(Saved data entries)
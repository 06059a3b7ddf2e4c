//! # riskq-core
//!
//! Foundation crate for the riskq assessment toolkit.
//! Defines the persisted record contracts, the computed aggregate shape,
//! the store trait, errors, config, and constants.
//! Every other crate in the workspace depends on this.

pub mod config;
pub mod constants;
pub mod context;
pub mod errors;
pub mod models;
pub mod records;
pub mod traits;
pub mod tracing_setup;

// Re-export the most commonly used types at the crate root.
pub use config::RiskqConfig;
pub use context::{AppContext, Breadcrumb};
pub use errors::{RiskqError, RiskqResult};
pub use models::{AnalysisData, Quality};
pub use records::{
    CascadeAnalysis, DirectAnalysis, ImpactDimension, RiskCategory, RiskFile, RiskType, Scenario,
    ScenarioCodes, Validation,
};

- [Work task] Print each entry above again, exactly as it was given.

- [Worked solution]
repository 06059a3b7ddf2e4c
//! # riskq-core
//!
//! Foundation crate for the riskq assessment toolkit.
//! Defines the persisted record contracts, the computed aggregate shape,
//! the store trait, errors, config, and constants.
//! Every other crate in the workspace depends on this.

pub mod config;
pub mod constants;
pub mod context;
pub mod errors;
pub mod models;
pub mod records;
pub mod traits;
pub mod tracing_setup;

// Re-export the most commonly used types at the crate root.
pub use config::RiskqConfig;
pub use context::{AppContext, Breadcrumb};
pub use errors::{RiskqError, RiskqResult};
pub use models::{AnalysisData, Quality};
pub use records::{
    CascadeAnalysis, DirectAnalysis, ImpactDimension, RiskCategory, RiskFile, RiskType, Scenario,
    ScenarioCodes, Validation,
};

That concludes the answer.